The former is found on deck at the rear of the ship. Most however, as on the Princess Louise, the mid-deck was on the one level and compartments only separated by timber partitions. The mid-deck takes up the most space of the ship's central portion. I say mid-central because at the front is the accommodation for the sailors. The mid-deck of our ship had an approximate length of 60 feet, a width of 20 to 24 feet and was not quite 7 feet high. Apart from the main hatch two other smaller hatches located at the front and rear led down to the mid-deck by means of stairs consisting of 10 steps each. The berths are fixed to the side walls, that is, sturdy bed frames 6-foot-long and 6 to

7-foot-wide, 2 above another with a boarded partition separating the next beds. They are open to the inside of the ship and fitted with only a light curtain. These berths are meant for 4, sometimes 5 people, meaning that everyone is tightly squashed next to each other. The space between the rows of berths serves to hold the luggage which on our ship was so crammed with boxes, suit cases, coat sacks, travelling bags, baskets, eating, drinking and other dishes so that only a narrow passage remained on both sides. It was so narrow that when two people approached each other they could hardly pass. Only a small amount of light reaches this area, being partly from the open hatches and partly from three sided pieces of glass which perforate the deck. This space accommodated around 148 people. Although many went on deck when the weather was reasonable, space there was also limited due to the large amount of rigging. Space on deck was also taken up by water kegs, meat containers, boxes and crates, so that it was hard to find a quiet spot especially when one also has to consider not to be in the way of the crew. In bad weather the deck provides no protection which we then had to find in mid deck and when the hatches were also closed to keep the rain at bay, it was the heat and 'mephitic haze' that made it unbearable.  Early at 6am it begins to get lively on board. The deck is washed and all objects there are generously doused with sea water of which, some passengers may also get their fair share.  At 7 am we get coffee (breakfast) at 12 noon lunch which consists of potatoes (as long as they last), legumes, sour cabbage (sauerkraut), pearl barley, grout, pudding and beef or pork. Of the former we got 4and the latter 3 times a week. Tea was at 7 pm.

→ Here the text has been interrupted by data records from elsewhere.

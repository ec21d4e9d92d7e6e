use std::{
    sync::{Arc, Mutex},
    time::Duration,
};

use serde_json::json;
use tokio::{
    sync::{watch, Notify},
    task::JoinHandle,
};

use crate::{
    network::{Network, RequestOptions},
    StatsigMetadata,
};

use super::{batch_event_processor::BatchEventProcessor, dedupe::ExposureDedupe, StatsigEvent};

#[derive(Debug, Clone)]
pub struct EventLoggerConfig {
    /// Queue length that triggers a flush without waiting for the timer. Also the largest batch
    /// posted in one request.
    pub max_queue_length: usize,
    /// Interval of periodic flushes. Zero disables the timer.
    pub flush_interval: Duration,
    /// How long an exposure key suppresses identical exposures.
    pub dedupe_interval: Duration,
    /// Number of exposure keys remembered before the window is cleared early.
    pub dedupe_capacity: usize,
    /// Discard flushed batches instead of posting them.
    pub local_mode: bool,
    pub request_options: RequestOptions,
}

impl EventLoggerConfig {
    pub const DEFAULT_MAX_QUEUE_LENGTH: usize = 1000;
    pub const DEFAULT_FLUSH_INTERVAL: Duration = Duration::from_secs(60);
    pub const DEFAULT_DEDUPE_INTERVAL: Duration = Duration::from_secs(60);
    pub const DEFAULT_DEDUPE_CAPACITY: usize = 100_000;
    pub const DEFAULT_RETRIES: u32 = 3;

    pub fn new() -> EventLoggerConfig {
        EventLoggerConfig::default()
    }
}

impl Default for EventLoggerConfig {
    fn default() -> EventLoggerConfig {
        EventLoggerConfig {
            max_queue_length: EventLoggerConfig::DEFAULT_MAX_QUEUE_LENGTH,
            flush_interval: EventLoggerConfig::DEFAULT_FLUSH_INTERVAL,
            dedupe_interval: EventLoggerConfig::DEFAULT_DEDUPE_INTERVAL,
            dedupe_capacity: EventLoggerConfig::DEFAULT_DEDUPE_CAPACITY,
            local_mode: false,
            request_options: RequestOptions::new().with_retries(EventLoggerConfig::DEFAULT_RETRIES),
        }
    }
}

/// Buffers events and delivers them to `log_event` in batches.
///
/// A flush happens when the queue reaches `max_queue_length`, when the flush timer fires and on
/// [`EventLogger::shutdown`]. Delivery is best-effort: a batch that fails to post is dropped.
pub struct EventLogger {
    config: EventLoggerConfig,
    network: Arc<dyn Network>,
    metadata: StatsigMetadata,
    batch_processor: BatchEventProcessor,
    dedupe: ExposureDedupe,
    flush_requested: Arc<Notify>,
    /// Held for the duration of a flush.
    flush_lock: tokio::sync::Mutex<()>,
    flusher: Mutex<Option<Flusher>>,
}

struct Flusher {
    stop_sender: watch::Sender<bool>,
    join_handle: JoinHandle<()>,
}

impl EventLogger {
    pub fn new(
        config: EventLoggerConfig,
        network: Arc<dyn Network>,
        metadata: StatsigMetadata,
    ) -> EventLogger {
        let dedupe = ExposureDedupe::new(config.dedupe_interval, config.dedupe_capacity);
        EventLogger {
            config,
            network,
            metadata,
            batch_processor: BatchEventProcessor::new(),
            dedupe,
            flush_requested: Arc::new(Notify::new()),
            flush_lock: tokio::sync::Mutex::new(()),
            flusher: Mutex::new(None),
        }
    }

    /// Queue `event` for delivery. Exposures already logged within the dedupe window are dropped.
    ///
    /// Never blocks on the network.
    pub fn enqueue(&self, event: StatsigEvent) {
        if !self.dedupe.should_log(&event) {
            log::trace!(target: "statsig", event = event.event_name.as_str(); "duplicate exposure dropped");
            return;
        }

        let queue_length = self.batch_processor.push(event);
        if queue_length >= self.config.max_queue_length {
            self.flush_requested.notify_one();
        }
    }

    /// Number of events waiting for the next flush.
    pub fn pending_events(&self) -> usize {
        self.batch_processor.len()
    }

    /// Start the background flush task. Must be called within a tokio runtime.
    ///
    /// Calling it again while the task is running has no effect.
    pub fn start(self: &Arc<Self>) {
        let mut flusher = self
            .flusher
            .lock()
            .expect("thread holding flusher lock should not panic");
        if flusher.is_some() {
            return;
        }

        let (stop_sender, mut stop_receiver) = watch::channel(false);
        let logger = Arc::downgrade(self);
        let flush_requested = self.flush_requested.clone();
        let flush_interval = self.config.flush_interval;
        let join_handle = tokio::spawn(async move {
            loop {
                let timer = async {
                    if flush_interval.is_zero() {
                        std::future::pending::<()>().await
                    } else {
                        tokio::time::sleep(flush_interval).await
                    }
                };
                tokio::select! {
                    _ = timer => {}
                    _ = flush_requested.notified() => {}
                    // Either a stop command or the sender was dropped.
                    _ = stop_receiver.changed() => {
                        log::debug!(target: "statsig", "event flusher received stop command");
                        return;
                    }
                }

                let Some(logger) = logger.upgrade() else {
                    return;
                };
                logger.flush().await;
            }
        });

        *flusher = Some(Flusher {
            stop_sender,
            join_handle,
        });
    }

    /// Send every queued event now.
    pub async fn flush(&self) {
        let _guard = self.flush_lock.lock().await;

        let events = self.batch_processor.take_all();
        if events.is_empty() {
            return;
        }
        if self.config.local_mode {
            log::debug!(target: "statsig", events = events.len(); "local mode, discarding events");
            return;
        }

        for batch in events.chunks(self.config.max_queue_length.max(1)) {
            let body = json!({
                "events": batch,
                "statsigMetadata": self.metadata,
            });
            match self
                .network
                .post("log_event", body, self.config.request_options)
                .await
            {
                Ok(_) => {
                    log::debug!(target: "statsig", events = batch.len(); "flushed events");
                }
                Err(err) => {
                    log::warn!(target: "statsig", events = batch.len(); "failed to log events, dropping batch: {err}");
                }
            }
        }
    }

    /// Stop the flush task and deliver everything still queued.
    pub async fn shutdown(&self) {
        let flusher = self
            .flusher
            .lock()
            .expect("thread holding flusher lock should not panic")
            .take();
        if let Some(flusher) = flusher {
            // Error means the task exited already.
            let _ = flusher.stop_sender.send(true);
            if let Err(err) = flusher.join_handle.await {
                log::warn!(target: "statsig", "event flusher panicked: {err}");
            }
        }
        self.flush().await;
    }
}

#[cfg(test)]
mod tests {
    use std::{collections::HashSet, sync::Arc, time::Duration};

    use crate::{
        eval::{EvaluationReason, EvaluationResult},
        events::StatsigEvent,
        network::Network,
        test_utils::FakeNetwork,
        Error, StatsigMetadata, StatsigUser,
    };

    use super::{EventLogger, EventLoggerConfig};

    fn logger(network: &Arc<FakeNetwork>, config: EventLoggerConfig) -> Arc<EventLogger> {
        let network: Arc<dyn Network> = network.clone();
        Arc::new(EventLogger::new(
            config,
            network,
            StatsigMetadata::new("rust-server", "test"),
        ))
    }

    fn quiet_config() -> EventLoggerConfig {
        EventLoggerConfig {
            flush_interval: Duration::from_secs(3600),
            ..EventLoggerConfig::default()
        }
    }

    fn gate_exposure(user_id: &str) -> StatsigEvent {
        let mut result = EvaluationResult::unrecognized(EvaluationReason::Network);
        result.bool_value = true;
        result.rule_id = "rule".to_owned();
        StatsigEvent::gate_exposure(&StatsigUser::with_user_id(user_id), "gate", &result)
    }

    fn custom(name: String) -> StatsigEvent {
        StatsigEvent::custom(&StatsigUser::with_user_id("u"), name, None, None)
    }

    async fn wait_for_events(network: &FakeNetwork, count: usize) {
        for _ in 0..200 {
            if network.logged_events().len() >= count {
                return;
            }
            tokio::time::sleep(Duration::from_millis(5)).await;
        }
    }

    #[tokio::test]
    async fn repeated_exposures_are_logged_once() {
        let network = Arc::new(FakeNetwork::new());
        let logger = logger(&network, quiet_config());

        for _ in 0..100 {
            logger.enqueue(gate_exposure("u"));
        }
        logger.enqueue(gate_exposure("other"));
        logger.flush().await;

        let events = network.logged_events();
        assert_eq!(events.len(), 2);
        assert_eq!(events[0]["eventName"], "statsig::gate_exposure");
        assert_eq!(events[0]["user"]["userID"], "u");
    }

    #[tokio::test]
    async fn concurrent_exposures_are_logged_once() {
        let network = Arc::new(FakeNetwork::new());
        let logger = logger(&network, quiet_config());

        std::thread::scope(|scope| {
            for _ in 0..8 {
                scope.spawn(|| {
                    for _ in 0..1000 {
                        logger.enqueue(gate_exposure("u"));
                    }
                });
            }
        });
        logger.flush().await;

        assert_eq!(network.logged_events().len(), 1);
    }

    #[tokio::test]
    async fn reaching_max_queue_length_triggers_flush() {
        let network = Arc::new(FakeNetwork::new());
        let logger = logger(
            &network,
            EventLoggerConfig {
                max_queue_length: 10,
                ..quiet_config()
            },
        );
        logger.start();

        for i in 0..10 {
            logger.enqueue(custom(format!("event_{i}")));
        }
        wait_for_events(&network, 10).await;

        assert_eq!(network.logged_events().len(), 10);
        assert_eq!(logger.pending_events(), 0);
        logger.shutdown().await;
    }

    #[tokio::test]
    async fn timer_flushes_periodically() {
        let network = Arc::new(FakeNetwork::new());
        let logger = logger(
            &network,
            EventLoggerConfig {
                flush_interval: Duration::from_millis(10),
                ..EventLoggerConfig::default()
            },
        );
        logger.start();

        logger.enqueue(custom("a".to_owned()));
        wait_for_events(&network, 1).await;

        assert_eq!(network.logged_events().len(), 1);
        logger.shutdown().await;
    }

    #[tokio::test]
    async fn shutdown_drains_the_queue() {
        let network = Arc::new(FakeNetwork::new());
        let logger = logger(&network, quiet_config());
        logger.start();

        for i in 0..5 {
            logger.enqueue(custom(format!("event_{i}")));
        }
        logger.shutdown().await;

        let batches = network.requests("log_event");
        assert_eq!(batches.len(), 1);
        assert_eq!(batches[0]["events"].as_array().map(Vec::len), Some(5));
        assert_eq!(batches[0]["statsigMetadata"]["sdkType"], "rust-server");
    }

    #[tokio::test(flavor = "multi_thread", worker_threads = 2)]
    async fn events_enqueued_during_flushes_are_neither_lost_nor_duplicated() {
        let network = Arc::new(FakeNetwork::new());
        network.set_delay(Duration::from_millis(1));
        let logger = logger(
            &network,
            EventLoggerConfig {
                max_queue_length: 25,
                flush_interval: Duration::from_millis(3),
                ..EventLoggerConfig::default()
            },
        );
        logger.start();

        let producers = (0..4)
            .map(|p| {
                let logger = logger.clone();
                tokio::spawn(async move {
                    for i in 0..250 {
                        logger.enqueue(custom(format!("{p}_{i}")));
                        if i % 50 == 0 {
                            tokio::task::yield_now().await;
                        }
                    }
                })
            })
            .collect::<Vec<_>>();
        for producer in producers {
            producer.await.unwrap();
        }
        logger.shutdown().await;

        let names = network
            .logged_events()
            .into_iter()
            .map(|event| event["eventName"].as_str().unwrap_or_default().to_owned())
            .collect::<Vec<_>>();
        assert_eq!(names.len(), 1000);
        assert_eq!(names.iter().collect::<HashSet<_>>().len(), 1000);
    }

    #[tokio::test]
    async fn failed_batches_are_dropped() {
        let network = Arc::new(FakeNetwork::new());
        network.set_response("log_event", Err(Error::HttpStatus(500)));
        let logger = logger(&network, quiet_config());

        logger.enqueue(custom("a".to_owned()));
        logger.flush().await;
        logger.flush().await;

        assert_eq!(network.requests("log_event").len(), 1);
        assert_eq!(logger.pending_events(), 0);
    }

    #[tokio::test]
    async fn local_mode_discards_events() {
        let network = Arc::new(FakeNetwork::new());
        let logger = logger(
            &network,
            EventLoggerConfig {
                local_mode: true,
                ..quiet_config()
            },
        );

        logger.enqueue(custom("a".to_owned()));
        logger.shutdown().await;

        assert!(network.all_requests().is_empty());
    }
}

The distribution of food was managed by one of our committee members who devised a distribution system in which the master baker, the so-called 'Backmeister' was responsible for his group of people we called the 'Back' (bake). Each 'Back' had between 12 and 18 persons or buddies, representing around 4 berths which were then responsible for the further food distribution amongst themselves funny.  The office of 'Backmeister was a very unpleasant one and the participant was always glad when his week was over. This was because not only did it require a lot of effort to keep his buddies of his 'Back' happy, but there was always someone complaining. Furthermore, during stormy weather it was often difficult to deliver the food unscathed. Many a hapless 'Backmeister' fell spread eagled with all the food landing at the feet of one of his unlucky, yet still hungry 'Back' buddy. Our meals were generally quite good considering the provisions available, but here,  the initial preparations and groundwork was quite bad. Since the Princess Louise was the first ship its owner had fitted out for transporting emigrants, he no doubt wanted to distinguish himself with the choice of provisions, and it can't be denied that he did what he could in that the provisions were in abundant supply as well as being of a high standard.

In this regard there wouldn't be a complaint if only they were better administered. According to our contract however it was not the captain who had the overall authority over the provisions but a committee designated from our company which was responsible for a number of bad decisions. In one instance for example things were so badlv packed that despite serious attempts made by several passengers no objects or orderly system could be found. Secondly it was verv difficult to instill some overall control which caused some discontent within our company itself. One of our committee members declared himself the spokesperson for the owner and felt obliged to side with him in regard to any pending compensation. The distribution of Butter (1/2 pound per person) p.13 sugar (1/4 pound), wine (3/16 Quart) happened on a weekly basis. Water (¾ Quart) daily and bread or ships toast according to need. The last two items seemed the most important and often gave cause for disconcert. For the water, many bad kegs were chosen which after a short time turned out to be sour, turbid or thick like oil, often fouled and smelling rancid.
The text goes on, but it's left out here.